Bleibt Erdogan nun an der Macht, und danach sieht es aus, wird er gestärkt aus dieser Situation hervorgehen. Er kann sich nun darstellen als demokratisch gewählter, furchtloser, mit Gottvertrauen agierender Politiker, der sich einer verbrecherischen Gruppe von Verrätern in den Weg gestellt hat. Er wird das als Fügung deuten und sich in seiner "göttlichen Mission", die Türkei zu führen, bestätigt fühlen. Der Putsch, der Erdogan entmachten sollte, hat das Gegenteil erreicht.

Erdogan dürfte künftig noch autoritärer herrschen. Sein Weg zum Präsidialsystem ist endgültig geebnet. Er kann nun behaupten, mehr Macht sei für ihn unbedingt notwendig, um die Bevölkerung vor künftigen Umsturzversuchen zu schützen. Die in den sozialen Medien kursierende Behauptung, Erdogan habe den gescheiterten Putsch selbst inszeniert, um gestärkt aus dieser Situation hervorzugehen, gehört gleichwohl ins Reich der Verschwörungstheorien.
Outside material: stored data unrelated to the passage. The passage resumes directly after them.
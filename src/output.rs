//! CLI output formatting.
//!
//! # Output Format
//!
//! ## List
//!
//! ```text
//! source-images (2 files)
//! 001 dawn.jpg
//! 002 dusk.jpg
//! ```
//!
//! ## Run
//!
//! ```text
//! source-images → output-images (3 files)
//! 001 dawn.jpg
//!     4000x3000, font 50px at (3502, 2891)
//! 002 dusk.jpg
//!     cached
//! 003 icon.jpg
//!     120x90, font 0px (text skipped)
//! ```
//!
//! # Architecture
//!
//! Each view has a `format_*` function (returns `Vec<String>`) for testability
//! and a `print_*` wrapper that writes to stdout. Format functions do no I/O.

use crate::cache::CacheStats;
use crate::process::ProcessEvent;
use std::collections::BTreeSet;
use std::path::{Path, PathBuf};

/// Format a 1-based positional index as 3-digit zero-padded.
fn format_index(pos: usize) -> String {
    format!("{:0>3}", pos)
}

/// Return indentation string: 4 spaces per depth level.
fn indent(depth: usize) -> String {
    "    ".repeat(depth)
}

fn file_count(n: usize) -> String {
    match n {
        1 => "1 file".to_string(),
        n => format!("{n} files"),
    }
}

fn file_name(path: &Path) -> String {
    path.file_name()
        .map(|f| f.to_string_lossy().into_owned())
        .unwrap_or_else(|| path.display().to_string())
}

// ============================================================================
// List
// ============================================================================

/// Format the files discovery found, in path order.
pub fn format_file_list(source_dir: &Path, files: &BTreeSet<PathBuf>) -> Vec<String> {
    let mut lines = vec![format!("{} ({})", source_dir.display(), file_count(files.len()))];
    lines.extend(
        files
            .iter()
            .enumerate()
            .map(|(i, path)| format!("{} {}", format_index(i + 1), file_name(path))),
    );
    lines
}

/// Print the discovered files to stdout.
pub fn print_file_list(source_dir: &Path, files: &BTreeSet<PathBuf>) {
    for line in format_file_list(source_dir, files) {
        println!("{}", line);
    }
}

// ============================================================================
// Run
// ============================================================================

/// Format a single progress event as display lines.
pub fn format_process_event(event: &ProcessEvent) -> Vec<String> {
    match event {
        ProcessEvent::Started {
            source_dir,
            output_dir,
            file_count: n,
        } => vec![format!(
            "{} → {} ({})",
            source_dir.display(),
            output_dir.display(),
            file_count(*n)
        )],
        ProcessEvent::FileWatermarked {
            index,
            file_name,
            placement,
        } => {
            let dims = placement.dimensions;
            let detail = if placement.font_size == 0 {
                format!("{}x{}, font 0px (text skipped)", dims.width, dims.height)
            } else {
                let (x, y) = placement.position;
                format!(
                    "{}x{}, font {}px at ({}, {})",
                    dims.width, dims.height, placement.font_size, x, y
                )
            };
            vec![
                format!("{} {}", format_index(*index), file_name),
                format!("{}{}", indent(1), detail),
            ]
        }
        ProcessEvent::FileCached { index, file_name } => vec![
            format!("{} {}", format_index(*index), file_name),
            format!("{}cached", indent(1)),
        ],
    }
}

/// Format the end-of-run summary.
pub fn format_summary(output_dir: &Path, stats: &CacheStats) -> Vec<String> {
    vec![
        format!("Cache: {}", stats),
        format!("==> Done: {}", output_dir.display()),
    ]
}

/// Print the end-of-run summary to stdout.
pub fn print_summary(output_dir: &Path, stats: &CacheStats) {
    for line in format_summary(output_dir, stats) {
        println!("{}", line);
    }
}
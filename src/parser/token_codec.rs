//! Decoding of the platform's compact, dot-separated credential into a claim set.

use base64::alphabet;
use base64::engine::general_purpose::{GeneralPurpose, GeneralPurposeConfig};
use base64::engine::DecodePaddingMode;
use base64::Engine;
use serde::{Deserialize, Serialize};
use serde_json::Value;
use tracing::debug;

use crate::error::{SessionError, SessionResult};

static TOKEN_SEPARATOR: char = '.';
static TOKEN_SEGMENTS: usize = 3;
static UNSIGNED_HEADER: &str = r#"{"alg":"none","typ":"JWT"}"#;

const LENIENT_PADDING: GeneralPurposeConfig = GeneralPurposeConfig::new()
    .with_encode_padding(false)
    .with_decode_padding_mode(DecodePaddingMode::Indifferent);

/// base64url, padded or not
const URL_SAFE_LENIENT: GeneralPurpose = GeneralPurpose::new(&alphabet::URL_SAFE, LENIENT_PADDING);
/// some hosts still hand out payloads in the standard alphabet
const STANDARD_LENIENT: GeneralPurpose = GeneralPurpose::new(&alphabet::STANDARD, LENIENT_PADDING);

/// Claims carried in the payload segment of a session credential.
#[derive(Debug, Clone, PartialEq, Eq, Serialize, Deserialize)]
pub struct ClaimSet {
    /// issued-at, seconds since epoch
    #[serde(rename = "iat")]
    pub issued_at: i64,
    /// expires-at, seconds since epoch
    #[serde(rename = "exp")]
    pub expires_at: i64,
    /// user token
    #[serde(rename = "sub")]
    pub subject: String,
    /// program token
    #[serde(rename = "iss", default, skip_serializing_if = "Option::is_none")]
    pub issuer: Option<String>,
    #[serde(rename = "rest-uri")]
    pub rest_uri: String,
    #[serde(rename = "graphql-uri")]
    pub graphql_uri: String,
    #[serde(rename = "insights-uri", default, skip_serializing_if = "Option::is_none")]
    pub insights_uri: Option<String>,
    #[serde(default, skip_serializing_if = "Option::is_none")]
    pub environment: Option<String>,
}

impl ClaimSet {
    fn validate(mut self) -> SessionResult<Self> {
        for (claim, value) in [
            ("sub", &self.subject),
            ("rest-uri", &self.rest_uri),
            ("graphql-uri", &self.graphql_uri),
        ] {
            if value.trim().is_empty() {
                return Err(SessionError::malformed(format!("claim '{}' is empty", claim)));
            }
        }
        // optional claims: empty means absent
        self.issuer = self.issuer.filter(|v| !v.is_empty());
        self.insights_uri = self.insights_uri.filter(|v| !v.is_empty());
        self.environment = self.environment.filter(|v| !v.is_empty());
        Ok(self)
    }
}

/// Decode a raw credential into its [`ClaimSet`].
///
/// Only the payload segment is interpreted; the signature is verified by the
/// platform, never by the client.
pub fn decode(raw_token: &str) -> SessionResult<ClaimSet> {
    if raw_token.is_empty() {
        return Err(SessionError::malformed("token is empty"));
    }

    let segments: Vec<&str> = raw_token.split(TOKEN_SEPARATOR).collect();
    if segments.len() != TOKEN_SEGMENTS {
        return Err(SessionError::malformed(format!(
            "expected {} segments, found {}",
            TOKEN_SEGMENTS,
            segments.len()
        )));
    }

    let payload = decode_segment(segments[1])?;
    if payload.is_empty() {
        return Err(SessionError::malformed("payload segment is empty"));
    }

    let json: Value = serde_json::from_slice(&payload)
        .map_err(|e| SessionError::malformed(format!("payload is not valid JSON: {}", e)))?;
    if !json.is_object() {
        return Err(SessionError::malformed("payload is not a JSON object"));
    }

    let claims = serde_json::from_value::<ClaimSet>(json)
        .map_err(|e| SessionError::malformed(format!("invalid claims: {}", e)))?
        .validate()?;

    debug!(
        issued_at = claims.issued_at,
        expires_at = claims.expires_at,
        "session token decoded"
    );
    Ok(claims)
}

/// Render an unsigned credential carrying `claims`.
pub fn encode_unsigned(claims: &ClaimSet) -> SessionResult<String> {
    let payload = serde_json::to_vec(claims)
        .map_err(|e| SessionError::malformed(format!("claims are not serializable: {}", e)))?;
    Ok(format!(
        "{}.{}.",
        URL_SAFE_LENIENT.encode(UNSIGNED_HEADER),
        URL_SAFE_LENIENT.encode(payload)
    ))
}

fn decode_segment(segment: &str) -> SessionResult<Vec<u8>> {
    URL_SAFE_LENIENT
        .decode(segment)
        .or_else(|_| STANDARD_LENIENT.decode(segment))
        .map_err(|e| SessionError::malformed(format!("payload is not base64url: {}", e)))
}
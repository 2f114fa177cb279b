// Failure paths: provider errors, malformed tokens, timeouts, late or unknown
// correlation ids, callers that stop waiting.

#[cfg(test)]
mod test {
    use std::sync::Arc;
    use std::time::Duration;

    use crate::error::SessionError;
    use crate::session::{CoordinatorOptions, CorrelationId, SessionCoordinator, SessionState};
    use crate::tests::common::{token, wait_for_waiters, RecordingProvider};

    fn with_timeout(timeout: Duration) -> CoordinatorOptions {
        CoordinatorOptions {
            provider_timeout: Some(timeout),
            ..CoordinatorOptions::default()
        }
    }

    async fn established(provider: &Arc<RecordingProvider>, coordinator: &SessionCoordinator) {
        let pending = {
            let coordinator = coordinator.clone();
            tokio::spawn(async move { coordinator.get_configuration().await })
        };
        wait_for_waiters(coordinator, 1).await;
        provider.succeed(provider.calls() - 1, &token(3600));
        pending.await.unwrap().unwrap();
    }

    #[tokio::test]
    async fn failure_keeps_a_still_fresh_configuration() {
        let provider = RecordingProvider::new();
        let coordinator = SessionCoordinator::new(provider.clone(), CoordinatorOptions::default());
        established(&provider, &coordinator).await;
        let previous = coordinator.current().unwrap();

        let forced = {
            let coordinator = coordinator.clone();
            tokio::spawn(async move { coordinator.refresh().await })
        };
        let joined = {
            let coordinator = coordinator.clone();
            tokio::spawn(async move { coordinator.refresh().await })
        };
        wait_for_waiters(&coordinator, 2).await;
        assert_eq!(provider.calls(), 2);
        assert_eq!(coordinator.state(), SessionState::Refreshing);

        provider.fail(1, "re-authentication cancelled by user");

        let expected = SessionError::AuthenticationTokenProvider("re-authentication cancelled by user".into());
        assert_eq!(forced.await.unwrap().unwrap_err(), expected);
        assert_eq!(joined.await.unwrap().unwrap_err(), expected);

        // previous session still serves without a provider round-trip
        assert_eq!(coordinator.state(), SessionState::Valid);
        let current = coordinator.get_configuration().await.unwrap();
        assert!(Arc::ptr_eq(&current, &previous));
        assert_eq!(provider.calls(), 2);
    }

    #[tokio::test]
    async fn failure_without_previous_configuration_returns_to_empty() {
        let provider = RecordingProvider::new();
        let coordinator = SessionCoordinator::new(provider.clone(), CoordinatorOptions::default());

        let pending = {
            let coordinator = coordinator.clone();
            tokio::spawn(async move { coordinator.get_configuration().await })
        };
        wait_for_waiters(&coordinator, 1).await;
        provider.fail(0, "offline");

        assert!(pending.await.unwrap().is_err());
        assert_eq!(coordinator.state(), SessionState::Empty);

        // the next call starts a fresh attempt
        let retry = {
            let coordinator = coordinator.clone();
            tokio::spawn(async move { coordinator.get_configuration().await })
        };
        wait_for_waiters(&coordinator, 1).await;
        assert_eq!(provider.calls(), 2);
        provider.succeed(1, &token(3600));
        assert!(retry.await.unwrap().is_ok());
    }

    #[tokio::test]
    async fn malformed_token_is_surfaced_to_every_waiter() {
        let provider = RecordingProvider::new();
        let coordinator = SessionCoordinator::new(provider.clone(), CoordinatorOptions::default());

        let handles: Vec<_> = (0..3)
            .map(|_| {
                let coordinator = coordinator.clone();
                tokio::spawn(async move { coordinator.get_configuration().await })
            })
            .collect();
        wait_for_waiters(&coordinator, 3).await;

        provider.succeed(0, "not-a-session-token");

        for handle in handles {
            let err = handle.await.unwrap().unwrap_err();
            assert!(matches!(err, SessionError::MalformedToken(_)));
            assert!(!err.is_retryable());
        }
        assert_eq!(coordinator.state(), SessionState::Empty);
        assert_eq!(provider.calls(), 1);
    }

    #[tokio::test]
    async fn answers_for_resolved_or_unknown_ids_are_ignored() {
        let provider = RecordingProvider::new();
        let coordinator = SessionCoordinator::new(provider.clone(), CoordinatorOptions::default());
        established(&provider, &coordinator).await;
        let current = coordinator.current().unwrap();

        // second answer for the already resolved request
        provider.succeed(0, &token(60));
        provider.fail(0, "late failure");
        // answer nobody asked for
        coordinator.listener().on_success(CorrelationId::new(), token(120));

        let after = coordinator.current().unwrap();
        assert!(Arc::ptr_eq(&current, &after));
        assert_eq!(coordinator.state(), SessionState::Valid);
        assert_eq!(provider.calls(), 1);
    }

    #[tokio::test(start_paused = true)]
    async fn timeout_rejects_all_waiters_and_ignores_late_answer() {
        let provider = RecordingProvider::new();
        let coordinator = SessionCoordinator::new(provider.clone(), with_timeout(Duration::from_secs(5)));

        let handles: Vec<_> = (0..3)
            .map(|_| {
                let coordinator = coordinator.clone();
                tokio::spawn(async move { coordinator.get_configuration().await })
            })
            .collect();

        for handle in handles {
            let err = handle.await.unwrap().unwrap_err();
            assert_eq!(err, SessionError::TokenProviderTimeout(Duration::from_secs(5)));
        }
        assert_eq!(provider.calls(), 1);
        assert_eq!(coordinator.state(), SessionState::Empty);
        assert_eq!(coordinator.waiting_callers(), 0);

        // the provider finally answers the timed-out request
        provider.succeed(0, &token(3600));
        assert_eq!(coordinator.state(), SessionState::Empty);
        assert!(coordinator.current().is_none());

        // and the next call dispatches a new request
        let retry = {
            let coordinator = coordinator.clone();
            tokio::spawn(async move { coordinator.get_configuration().await })
        };
        wait_for_waiters(&coordinator, 1).await;
        assert_eq!(provider.calls(), 2);
        provider.succeed(1, &token(3600));
        assert!(retry.await.unwrap().is_ok());
    }

    #[tokio::test(start_paused = true)]
    async fn timeout_keeps_a_still_fresh_configuration() {
        let provider = RecordingProvider::new();
        let coordinator = SessionCoordinator::new(provider.clone(), with_timeout(Duration::from_secs(5)));
        established(&provider, &coordinator).await;
        let previous = coordinator.current().unwrap();

        let forced = coordinator.refresh().await.unwrap_err();
        assert_eq!(forced, SessionError::TokenProviderTimeout(Duration::from_secs(5)));
        assert_eq!(provider.calls(), 2);

        assert_eq!(coordinator.state(), SessionState::Valid);
        let current = coordinator.get_configuration().await.unwrap();
        assert!(Arc::ptr_eq(&current, &previous));
        assert_eq!(provider.calls(), 2);
    }

    #[tokio::test(start_paused = true)]
    async fn unattended_request_expires_at_its_deadline() {
        let provider = RecordingProvider::new();
        let coordinator = SessionCoordinator::new(provider.clone(), with_timeout(Duration::from_secs(5)));

        let abandoned = {
            let coordinator = coordinator.clone();
            tokio::spawn(async move { coordinator.get_configuration().await })
        };
        wait_for_waiters(&coordinator, 1).await;
        abandoned.abort();
        wait_for_waiters(&coordinator, 0).await;
        assert_eq!(coordinator.state(), SessionState::Refreshing);

        tokio::time::advance(Duration::from_secs(10)).await;
        assert_eq!(coordinator.state(), SessionState::Empty);

        // a newcomer dispatches a new request instead of inheriting the timeout
        let newcomer = {
            let coordinator = coordinator.clone();
            tokio::spawn(async move { coordinator.get_configuration().await })
        };
        wait_for_waiters(&coordinator, 1).await;
        assert_eq!(provider.calls(), 2);
        let (first_id, _) = provider.request(0);
        let (second_id, _) = provider.request(1);
        assert_ne!(first_id, second_id);

        provider.succeed(1, &token(3600));
        assert!(newcomer.await.unwrap().is_ok());
        assert_eq!(coordinator.state(), SessionState::Valid);

        // the expired request is gone, its late answer changes nothing
        let current = coordinator.current().unwrap();
        provider.succeed(0, &token(60));
        assert!(Arc::ptr_eq(&coordinator.current().unwrap(), &current));
    }

    #[tokio::test]
    async fn unrepresentable_timeout_waits_without_deadline() {
        let provider = RecordingProvider::new();
        let coordinator = SessionCoordinator::new(provider.clone(), with_timeout(Duration::MAX));

        let pending = {
            let coordinator = coordinator.clone();
            tokio::spawn(async move { coordinator.get_configuration().await })
        };
        wait_for_waiters(&coordinator, 1).await;
        assert_eq!(provider.calls(), 1);
        assert_eq!(coordinator.state(), SessionState::Refreshing);

        provider.succeed(0, &token(3600));
        assert!(pending.await.unwrap().is_ok());
        assert_eq!(coordinator.state(), SessionState::Valid);
    }

    #[tokio::test]
    async fn detached_caller_does_not_disturb_others() {
        let provider = RecordingProvider::new();
        let coordinator = SessionCoordinator::new(provider.clone(), CoordinatorOptions::default());

        let abandoned = {
            let coordinator = coordinator.clone();
            tokio::spawn(async move { coordinator.get_configuration().await })
        };
        let patient = {
            let coordinator = coordinator.clone();
            tokio::spawn(async move { coordinator.get_configuration().await })
        };
        wait_for_waiters(&coordinator, 2).await;

        abandoned.abort();
        wait_for_waiters(&coordinator, 1).await;
        assert_eq!(coordinator.state(), SessionState::Refreshing);

        provider.succeed(0, &token(3600));
        assert!(patient.await.unwrap().is_ok());
        assert!(abandoned.await.unwrap_err().is_cancelled());
        assert_eq!(provider.calls(), 1);
    }

    #[tokio::test]
    async fn detaching_last_waiter_keeps_the_request_in_flight() {
        let provider = RecordingProvider::new();
        let coordinator = SessionCoordinator::new(provider.clone(), CoordinatorOptions::default());

        let abandoned = {
            let coordinator = coordinator.clone();
            tokio::spawn(async move { coordinator.get_configuration().await })
        };
        wait_for_waiters(&coordinator, 1).await;
        abandoned.abort();
        wait_for_waiters(&coordinator, 0).await;
        assert_eq!(coordinator.state(), SessionState::Refreshing);

        // a newcomer joins the same request instead of dispatching another
        let newcomer = {
            let coordinator = coordinator.clone();
            tokio::spawn(async move { coordinator.get_configuration().await })
        };
        wait_for_waiters(&coordinator, 1).await;
        assert_eq!(provider.calls(), 1);

        provider.succeed(0, &token(3600));
        assert!(newcomer.await.unwrap().is_ok());
        assert_eq!(coordinator.state(), SessionState::Valid);
    }

    #[tokio::test]
    async fn answering_after_the_coordinator_is_dropped_is_harmless() {
        let provider = RecordingProvider::new();
        let coordinator = SessionCoordinator::new(provider.clone(), CoordinatorOptions::default());

        let pending = {
            let coordinator = coordinator.clone();
            tokio::spawn(async move { coordinator.get_configuration().await })
        };
        wait_for_waiters(&coordinator, 1).await;
        pending.abort();
        let _ = pending.await;
        drop(coordinator);

        provider.succeed(0, &token(3600));
        provider.fail(0, "gone");
    }
}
Aber die AKP-Propagandamaschine wird alles daran setzen, die Bedrohung so groß wie möglich erscheinen zu lassen.

Der Putsch hat die Türkei, die ohnehin schwierige Zeiten durchlebt, nachhaltig beschädigt. Die Wirtschaft dürfte weiter einbrechen. Noch weniger Menschen werden in die Türkei reisen, die seit Sommer 2015 von Terror erschüttert wird, in ein Land mit einer verunsicherten, verängstigten Bevölkerung, in der sich niemand traut, die Mächtigen zu kritisieren, ein Land, in dem Meinungs- und Pressefreiheit mit Füßen getreten werden.

Aus Furcht vor noch größerem Chaos werden die Menschen wieder die AKP wählen. Erdogan wird sich darin bestärkt fühlen, all jene zu unterdrücken, die nicht auf seiner Seite stehen und es wagen, ihn zu kritisieren. Und das wird er dann Demokratie nennen.

Zusammengefasst: Der Putschversuch in der Türkei ist gescheitert. Die Bevölkerung stellte sich auf die Seite von Staatspräsident Recep Tayyip Erdogan. Dieser kann künftig noch autoritärer herrschen und sein angestrebtes Präsidialsystem vorantreiben. Für die Türkei verheißt das nichts Gutes.